- Born: October 25, 1968 (age 57) Nicosia, Cyprus
- Occupation: Actress
- Years active: 1988–present
- Spouse: Steve Pierson ​(m. 2000)​
- Children: 1

= Melinda McGraw =

American actress (born 1968)

Melinda McGraw (born October 25, 1968) is an American actress. She has appeared in movies such as The Dark Knight (2008), Wrongfully Accused (1998), and Skateland (2010), and is also known for her television performances on Mad Men, Men of a Certain Age, The X-Files, The West Wing, and NCIS.

==Early life and education==
McGraw was born in Nicosia, Cyprus, to American parents.

The youngest of three daughters, she grew up in Cambridge and Dover in the Boston area. Her father served as a diplomat for the Agency of International Development before becoming an executive with a major hotel in Boston. She attended the Buckingham Browne & Nichols School in Cambridge and got her start in acting with the Boston Children's Theater.

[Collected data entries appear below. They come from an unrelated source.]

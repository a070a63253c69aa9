//! One download attempt, end to end
//!
//! [`Exporter::export`] runs the fixed sequence:
//!
//! 1. take the [`ExportGuard`] (a second concurrent attempt gets
//!    [`ExportError::Busy`])
//! 2. extract the transcript
//! 3. stop with [`ExportError::ExtractionEmpty`] when there are no turns
//! 4. resolve the target format (missing formats are
//!    [`ExportError::DependencyUnavailable`])
//! 5. serialize and name the artifact `{title}_{millis}.{ext}`
//!
//! Nothing is written until [`Artifact::write_to`], which goes through a
//! temporary file in the target directory so a failed write never leaves a
//! partial artifact behind.

use crate::error::ExportError;
use crate::extract::TranscriptExtractor;
use crate::format::{ExportContext, ParseOptions};
use crate::normalize::{HtmlToMarkdown, RichTextNormalizer};
use crate::registry::FormatRegistry;
use crate::render::{PageGeometry, RenderStyle};
use crate::sanitize::{artifact_filename, sanitize_title, TitleRules};
use crate::transcript::Transcript;
use std::collections::HashMap;
use std::io::Write;
use std::path::{Path, PathBuf};
use std::sync::atomic::{AtomicBool, Ordering};
use std::sync::Arc;
use tracing::{debug, info, warn};

/// Try-lock admitting one export at a time.
#[derive(Debug, Clone, Default)]
pub struct ExportGuard {
    busy: Arc<AtomicBool>,
}

/// Held for the duration of one export; releases the guard on drop.
#[derive(Debug)]
pub struct ExportPermit {
    busy: Arc<AtomicBool>,
}

impl ExportGuard {
    pub fn new() -> Self {
        Self::default()
    }

    pub fn try_acquire(&self) -> Result<ExportPermit, ExportError> {
        self.busy
            .compare_exchange(false, true, Ordering::AcqRel, Ordering::Acquire)
            .map_err(|_| ExportError::Busy)?;
        Ok(ExportPermit {
            busy: Arc::clone(&self.busy),
        })
    }

    pub fn is_busy(&self) -> bool {
        self.busy.load(Ordering::Acquire)
    }
}

impl Drop for ExportPermit {
    fn drop(&mut self) {
        self.busy.store(false, Ordering::Release);
    }
}

/// A finished export, not yet delivered.
#[derive(Debug, Clone, PartialEq, Eq)]
pub struct Artifact {
    pub filename: String,
    pub mime: String,
    pub bytes: Vec<u8>,
}

impl Artifact {
    /// Write into `dir` under [`Artifact::filename`] and return the final path.
    pub fn write_to(&self, dir: impl AsRef<Path>) -> Result<PathBuf, ExportError> {
        let dir = dir.as_ref();
        let target = dir.join(&self.filename);
        let finalize = |e: std::io::Error| ExportError::StreamFinalize {
            reason: format!("{}: {e}", target.display()),
        };

        let mut temp = tempfile::NamedTempFile::new_in(dir).map_err(finalize)?;
        temp.write_all(&self.bytes).map_err(finalize)?;
        temp.as_file().sync_all().map_err(finalize)?;
        temp.persist(&target).map_err(|e| finalize(e.error))?;

        info!("Wrote {} ({} bytes)", target.display(), self.bytes.len());
        Ok(target)
    }
}

/// Extracts by parsing a source document through the registry.
struct RegistrySource<'r> {
    registry: &'r FormatRegistry,
    source: &'r str,
    format: &'r str,
    options: &'r ParseOptions,
}

impl TranscriptExtractor for RegistrySource<'_> {
    fn extract(&self) -> Result<Transcript, ExportError> {
        self.registry.parse(self.source, self.format, self.options)
    }
}

pub struct Exporter {
    registry: FormatRegistry,
    normalizer: Box<dyn RichTextNormalizer>,
    style: RenderStyle,
    page: PageGeometry,
    title_rules: TitleRules,
    guard: ExportGuard,
}

impl Exporter {
    pub fn new() -> Self {
        Self {
            registry: FormatRegistry::with_defaults(),
            normalizer: Box::new(HtmlToMarkdown::new()),
            style: RenderStyle::default(),
            page: PageGeometry::default(),
            title_rules: TitleRules::default(),
            guard: ExportGuard::new(),
        }
    }

    pub fn with_registry(mut self, registry: FormatRegistry) -> Self {
        self.registry = registry;
        self
    }

    pub fn with_normalizer(mut self, normalizer: impl RichTextNormalizer + 'static) -> Self {
        self.normalizer = Box::new(normalizer);
        self
    }

    pub fn with_style(mut self, style: RenderStyle) -> Self {
        self.style = style;
        self
    }

    pub fn with_page(mut self, page: PageGeometry) -> Self {
        self.page = page;
        self
    }

    pub fn with_title_rules(mut self, rules: TitleRules) -> Self {
        self.title_rules = rules;
        self
    }

    pub fn registry(&self) -> &FormatRegistry {
        &self.registry
    }

    pub fn guard(&self) -> &ExportGuard {
        &self.guard
    }

    /// Extract with `extractor` and serialize into `target`.
    pub fn export(
        &self,
        extractor: &dyn TranscriptExtractor,
        target: &str,
        options: &HashMap<String, String>,
    ) -> Result<Artifact, ExportError> {
        let _permit = self.guard.try_acquire()?;

        let transcript = extractor.extract()?;
        if transcript.is_empty() {
            warn!("Export to '{}' aborted: no conversation data", target);
            return Err(ExportError::ExtractionEmpty);
        }
        debug!("Extracted {} turns", transcript.turns.len());

        let format = self.registry.get(target)?;
        let title = sanitize_title(&transcript.title, &self.title_rules);
        let context = ExportContext::new(title.clone(), &self.style, self.normalizer.as_ref())
            .with_page(self.page)
            .with_options(options.clone());

        let document = self.registry.serialize(&transcript, target, &context)?;

        let extension = format.file_extensions().first().copied().unwrap_or(target);
        let millis = chrono::Local::now().timestamp_millis();
        let artifact = Artifact {
            filename: artifact_filename(&title, millis, extension),
            mime: format.mime_type().to_string(),
            bytes: document.into_bytes(),
        };
        info!(
            "Exported {} messages as {}",
            transcript.turns.len(),
            artifact.filename
        );
        Ok(artifact)
    }

    /// Parse `source` as `from` and serialize into `target`.
    pub fn convert(
        &self,
        source: &str,
        from: &str,
        parse_options: &ParseOptions,
        target: &str,
        options: &HashMap<String, String>,
    ) -> Result<Artifact, ExportError> {
        let extractor = RegistrySource {
            registry: &self.registry,
            source,
            format: from,
            options: parse_options,
        };
        self.export(&extractor, target, options)
    }
}

impl Default for Exporter {
    fn default() -> Self {
        Self::new()
    }
}

#[cfg(test)]
mod tests {
    use super::*;
    use crate::transcript::Turn;
    use std::cell::RefCell;

    fn transcript() -> Transcript {
        Transcript {
            title: "My chat: part 1".to_string(),
            url: "https://g.co/share/1".to_string(),
            turns: vec![Turn::user("Hello"), Turn::assistant("Hi there", None)],
        }
    }

    #[test]
    fn guard_rejects_overlap_and_releases_on_drop() {
        let guard = ExportGuard::new();
        let permit = guard.try_acquire().unwrap();
        assert!(guard.is_busy());
        assert!(matches!(guard.try_acquire(), Err(ExportError::Busy)));
        drop(permit);
        assert!(!guard.is_busy());
        assert!(guard.try_acquire().is_ok());
    }

    /// Starts a second export on the same exporter while the first one runs.
    struct ReentrantExtractor<'e> {
        exporter: &'e Exporter,
        inner: RefCell<Option<Result<Artifact, ExportError>>>,
    }

    impl TranscriptExtractor for ReentrantExtractor<'_> {
        fn extract(&self) -> Result<Transcript, ExportError> {
            let nested = self
                .exporter
                .export(&transcript(), "json", &HashMap::new());
            *self.inner.borrow_mut() = Some(nested);
            Ok(transcript())
        }
    }

    #[test]
    fn concurrent_export_is_busy() {
        let exporter = Exporter::new();
        let extractor = ReentrantExtractor {
            exporter: &exporter,
            inner: RefCell::new(None),
        };
        exporter
            .export(&extractor, "json", &HashMap::new())
            .unwrap();
        let nested = extractor.inner.borrow_mut().take().unwrap();
        assert!(matches!(nested, Err(ExportError::Busy)));
        assert!(!exporter.guard().is_busy());
    }

    #[test]
    fn empty_transcript_is_extraction_empty() {
        let exporter = Exporter::new();
        let err = exporter
            .export(&Transcript::default(), "json", &HashMap::new())
            .unwrap_err();
        assert!(matches!(err, ExportError::ExtractionEmpty));
        assert!(!exporter.guard().is_busy());
    }

    #[test]
    fn unknown_target_is_dependency_unavailable() {
        let exporter = Exporter::new();
        let err = exporter
            .export(&transcript(), "docx", &HashMap::new())
            .unwrap_err();
        assert!(matches!(err, ExportError::DependencyUnavailable(_)));
    }

    #[test]
    fn artifact_is_named_after_sanitized_title() {
        let exporter = Exporter::new();
        let artifact = exporter
            .export(&transcript(), "json", &HashMap::new())
            .unwrap();
        assert!(artifact.filename.starts_with("My_chat_part_1_"));
        assert!(artifact.filename.ends_with(".json"));
        let millis = artifact
            .filename
            .trim_start_matches("My_chat_part_1_")
            .trim_end_matches(".json");
        assert!(millis.parse::<i64>().is_ok(), "got {}", artifact.filename);
        assert_eq!(artifact.mime, "application/json");
    }

    #[test]
    fn convert_parses_through_registry() {
        let source = r#"{"title":"x","url":"","messages":[{"role":"user","content":"q"}]}"#;
        let exporter = Exporter::new();
        let artifact = exporter
            .convert(
                source,
                "json",
                &ParseOptions::default(),
                "json",
                &HashMap::new(),
            )
            .unwrap();
        let value: serde_json::Value = serde_json::from_slice(&artifact.bytes).unwrap();
        assert_eq!(value["messages"][0]["content"], "q");
    }

    #[test]
    fn write_to_places_file_in_directory() {
        let dir = tempfile::tempdir().unwrap();
        let artifact = Artifact {
            filename: "chat_1.json".to_string(),
            mime: "application/json".to_string(),
            bytes: b"{}".to_vec(),
        };
        let path = artifact.write_to(dir.path()).unwrap();
        assert_eq!(path, dir.path().join("chat_1.json"));
        assert_eq!(std::fs::read(&path).unwrap(), b"{}");
        assert_eq!(std::fs::read_dir(dir.path()).unwrap().count(), 1);
    }

    #[test]
    fn write_to_missing_directory_is_stream_finalize() {
        let artifact = Artifact {
            filename: "a.json".to_string(),
            mime: String::new(),
            bytes: vec![],
        };
        let err = artifact
            .write_to("/definitely/not/a/dir")
            .unwrap_err();
        assert!(matches!(err, ExportError::StreamFinalize { .. }));
    }
}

After attending Bennington College, McGraw was accepted to the Royal Academy of Dramatic Art in London (one of only seven women admitted in her year). Theatrical performances in the West End and elsewhere in Britain followed, among them Don Carlos, The Foreigner and Twelfth Night. She returned to the U.S. in 1990.

==Career==
McGraw's first major on-screen role was as Detective Cydavia "Cyd" Madison on The Commish (1992–1994). While on the set, she met actor Nicholas Lea and the pair dated for a few years. McGraw later earned recognition for her role as Melissa Scully, Dana Scully's ill-fated sister, in four episodes of The X-Files ("One Breath", "The Blessing Way", "Paper Clip", and "Christmas Carol"). Coincidentally, Alex Krycek, the recurring antagonist responsible for Melissa's death, was played by Nicholas Lea.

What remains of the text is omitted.